Our parents sent letters regularly, and reading them now is melancholy, especially those in envelopes she marked
"Received after the Telegram." Their letters are filled with young love and hope and thinly masked fear, separated
as they were after just starting their life together. Dad wasn't seeking fame or glory. He called training or combat
"work," and it was just a job that he and others had to do. Dad couldn't write much about his "work" that would pass
the censor, so he wrote how much he missed us and loved us, and loved life. He wrote of the earth in one letter, as
a soldier would, not as a farmer might love the soil and the things it could grow. He described digging a hole in
the half frozen ground with his G.I. shovel, roofing it to keep the snowfall out, and huddling in it to be safe from
artillery and warm enough not to freeze to death at night, as many on both sides of the line did in the winter months
He described "trench foot" and told that his first shower and shave since arriving in October was just before
Thanskgiving day. He mentioned that the food was good on that Holiday, and he was thankful he didn't have to
work then, but he could hear the sounds of battle raging nearby and hoped those who were working would get their
chance to have a hot meal and a shower soon. Dad joked that he'd probably sleep outside year round and might not
remember how to bathe when he got back. He wanted to get the job done and be home with his family.
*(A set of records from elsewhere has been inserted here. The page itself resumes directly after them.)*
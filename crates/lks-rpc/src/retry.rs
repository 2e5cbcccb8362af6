//! Retry/backoff policy for the HTTP transport.
//!
//! Pure decision logic; the transport owns the sleeping.
//!
//! # Rules
//! - 5xx, 408 and 429 are retried up to `max_retries` times.
//! - Delay is `base_delay * 2^(attempt + 1)`, so 2s, 4s, 8s, 16s by default.
//! - A 429 carrying a rate-limit reset waits for the reset instead. If that
//!   wait exceeds `max_rate_limit_wait` the 429 is returned as-is.

use std::time::Duration;

use chrono::{DateTime, Utc};

/// Epoch values below this are read as "seconds from now".
const EPOCH_THRESHOLD: i64 = 1_000_000_000;

#[derive(Debug, Clone, PartialEq, Eq)]
pub struct RetryPolicy {
    pub max_retries: u32,
    pub base_delay: Duration,
    pub timeout: Duration,
    pub max_rate_limit_wait: Duration,
}

impl Default for RetryPolicy {
    fn default() -> Self {
        Self {
            max_retries: 4,
            base_delay: Duration::from_secs(1),
            timeout: Duration::from_secs(5),
            max_rate_limit_wait: Duration::from_secs(60),
        }
    }
}

/// What the transport should do with a response.
#[derive(Debug, Clone, Copy, PartialEq, Eq)]
pub enum RetryDecision {
    Return,
    RetryAfter(Duration),
}

impl RetryPolicy {
    pub fn is_retryable_status(status: u16) -> bool {
        status >= 500 || status == 408 || status == 429
    }

    pub fn backoff(&self, attempt: u32) -> Duration {
        self.base_delay.saturating_mul(2u32.saturating_pow(attempt + 1))
    }

    /// `attempt` is zero-based: the number of retries already made.
    /// `rate_limit_reset` is the raw header value, if any.
    pub fn decide(
        &self,
        status: u16,
        attempt: u32,
        rate_limit_reset: Option<&str>,
        now: DateTime<Utc>,
    ) -> RetryDecision {
        if attempt >= self.max_retries || !Self::is_retryable_status(status) {
            return RetryDecision::Return;
        }

        if status == 429 {
            if let Some(wait) = rate_limit_reset.and_then(|raw| reset_wait(raw, now)) {
                if wait > self.max_rate_limit_wait {
                    return RetryDecision::Return;
                }
                return RetryDecision::RetryAfter(wait);
            }
        }

        RetryDecision::RetryAfter(self.backoff(attempt))
    }
}

fn reset_wait(raw: &str, now: DateTime<Utc>) -> Option<Duration> {
    let value: i64 = raw.trim().parse().ok()?;
    let secs = if value >= EPOCH_THRESHOLD {
        value - now.timestamp()
    } else {
        value
    };
    Some(Duration::from_secs(secs.max(0) as u64))
}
He told me he
loved me, loved all of us, in those penciled pages.
I love you too, Dad, I'm glad you and Mom are together again, finally and forever. Mom, who never remarried and
did it all for us, died last summer after being separated for fifty-five years from the man she loved all her life.
They are buried now in West Grove Cemetery, near Forreston, Illinois, a few miles from where they both grew up.
All the reluctant Link soldiers are gone now. Uncle Ray returned with a glass eye and worked for thirty years in
the steel mill until retirement. Uncle Don returned to run the family farm for forty years and continue to suffer
the after effects of Malaria each summer. The souvenir Luger and Japanese swords they carried back were quickly
shuffled off to the attic after some brief attention. Neither would say much about their war experiences as Len
and I grew old enough to ask; they cared too much for us, I think, to tell us about their "work."